Task instructions -> Restate word for word the lines of the records below, starting at the line that contains "Height in pixels" and ending at the line that contains "let base = watermark_region(1000, 800, 0.15, 0.15, None);", with both of those lines included and nothing else.

──────── Extracted information ────────

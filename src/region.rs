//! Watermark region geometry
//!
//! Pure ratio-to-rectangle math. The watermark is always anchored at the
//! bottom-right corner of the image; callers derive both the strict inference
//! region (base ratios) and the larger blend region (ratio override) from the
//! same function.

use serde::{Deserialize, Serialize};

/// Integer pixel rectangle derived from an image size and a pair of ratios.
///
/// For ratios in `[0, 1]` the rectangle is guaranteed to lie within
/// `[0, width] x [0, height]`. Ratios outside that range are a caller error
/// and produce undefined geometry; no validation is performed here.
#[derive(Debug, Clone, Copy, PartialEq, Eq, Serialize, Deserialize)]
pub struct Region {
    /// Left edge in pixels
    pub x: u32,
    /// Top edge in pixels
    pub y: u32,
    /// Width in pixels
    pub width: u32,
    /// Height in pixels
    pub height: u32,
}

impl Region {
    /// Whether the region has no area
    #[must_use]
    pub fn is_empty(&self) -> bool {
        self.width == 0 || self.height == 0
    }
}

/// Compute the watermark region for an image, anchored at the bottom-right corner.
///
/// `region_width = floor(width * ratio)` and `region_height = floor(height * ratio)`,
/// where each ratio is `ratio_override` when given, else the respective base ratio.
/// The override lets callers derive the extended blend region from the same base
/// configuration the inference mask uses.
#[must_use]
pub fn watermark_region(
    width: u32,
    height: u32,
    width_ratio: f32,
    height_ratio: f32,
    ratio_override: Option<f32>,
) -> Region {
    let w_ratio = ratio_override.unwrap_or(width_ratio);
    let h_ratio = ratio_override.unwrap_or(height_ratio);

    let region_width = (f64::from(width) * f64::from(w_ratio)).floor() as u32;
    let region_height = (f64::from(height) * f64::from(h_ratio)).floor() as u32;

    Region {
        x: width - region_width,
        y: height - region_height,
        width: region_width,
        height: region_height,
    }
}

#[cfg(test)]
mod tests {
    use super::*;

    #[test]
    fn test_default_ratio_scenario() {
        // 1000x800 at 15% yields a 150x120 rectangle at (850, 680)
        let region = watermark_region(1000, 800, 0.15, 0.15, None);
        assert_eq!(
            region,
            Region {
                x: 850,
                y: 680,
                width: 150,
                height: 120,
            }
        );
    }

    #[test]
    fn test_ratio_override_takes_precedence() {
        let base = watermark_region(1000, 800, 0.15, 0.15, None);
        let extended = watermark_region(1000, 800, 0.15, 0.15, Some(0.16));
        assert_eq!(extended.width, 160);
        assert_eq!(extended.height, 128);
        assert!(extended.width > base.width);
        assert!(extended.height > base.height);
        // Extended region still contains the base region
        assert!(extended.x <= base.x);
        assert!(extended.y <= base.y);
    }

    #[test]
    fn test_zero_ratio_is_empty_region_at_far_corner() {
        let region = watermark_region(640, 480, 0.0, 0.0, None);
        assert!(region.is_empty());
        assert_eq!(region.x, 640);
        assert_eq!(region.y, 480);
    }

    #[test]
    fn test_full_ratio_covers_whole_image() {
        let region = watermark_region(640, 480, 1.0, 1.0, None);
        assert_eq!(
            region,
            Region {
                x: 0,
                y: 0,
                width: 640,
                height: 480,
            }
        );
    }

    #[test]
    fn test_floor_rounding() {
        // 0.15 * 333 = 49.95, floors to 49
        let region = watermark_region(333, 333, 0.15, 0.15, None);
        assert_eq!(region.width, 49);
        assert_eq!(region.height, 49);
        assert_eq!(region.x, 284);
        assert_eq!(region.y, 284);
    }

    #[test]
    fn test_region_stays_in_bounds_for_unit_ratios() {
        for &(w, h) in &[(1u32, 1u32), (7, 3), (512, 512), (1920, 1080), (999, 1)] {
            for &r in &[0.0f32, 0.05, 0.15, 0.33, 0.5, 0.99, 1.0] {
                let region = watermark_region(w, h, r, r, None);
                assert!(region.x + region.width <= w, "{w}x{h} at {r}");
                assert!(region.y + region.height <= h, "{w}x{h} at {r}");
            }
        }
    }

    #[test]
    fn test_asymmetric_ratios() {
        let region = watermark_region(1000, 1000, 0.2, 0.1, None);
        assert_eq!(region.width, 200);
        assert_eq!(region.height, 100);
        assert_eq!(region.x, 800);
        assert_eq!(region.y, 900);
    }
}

────────

Result for this task ->
    /// Height in pixels
    pub height: u32,
}

impl Region {
    /// Whether the region has no area
    #[must_use]
    pub fn is_empty(&self) -> bool {
        self.width == 0 || self.height == 0
    }
}

/// Compute the watermark region for an image, anchored at the bottom-right corner.
///
/// `region_width = floor(width * ratio)` and `region_height = floor(height * ratio)`,
/// where each ratio is `ratio_override` when given, else the respective base ratio.
/// The override lets callers derive the extended blend region from the same base
/// configuration the inference mask uses.
#[must_use]
pub fn watermark_region(
    width: u32,
    height: u32,
    width_ratio: f32,
    height_ratio: f32,
    ratio_override: Option<f32>,
) -> Region {
    let w_ratio = ratio_override.unwrap_or(width_ratio);
    let h_ratio = ratio_override.unwrap_or(height_ratio);

    let region_width = (f64::from(width) * f64::from(w_ratio)).floor() as u32;
    let region_height = (f64::from(height) * f64::from(h_ratio)).floor() as u32;

    Region {
        x: width - region_width,
        y: height - region_height,
        width: region_width,
        height: region_height,
    }
}

#[cfg(test)]
mod tests {
    use super::*;

    #[test]
    fn test_default_ratio_scenario() {
        // 1000x800 at 15% yields a 150x120 rectangle at (850, 680)
        let region = watermark_region(1000, 800, 0.15, 0.15, None);
        assert_eq!(
            region,
            Region {
                x: 850,
                y: 680,
                width: 150,
                height: 120,
            }
        );
    }

    #[test]
    fn test_ratio_override_takes_precedence() {
        let base = watermark_region(1000, 800, 0.15, 0.15, None);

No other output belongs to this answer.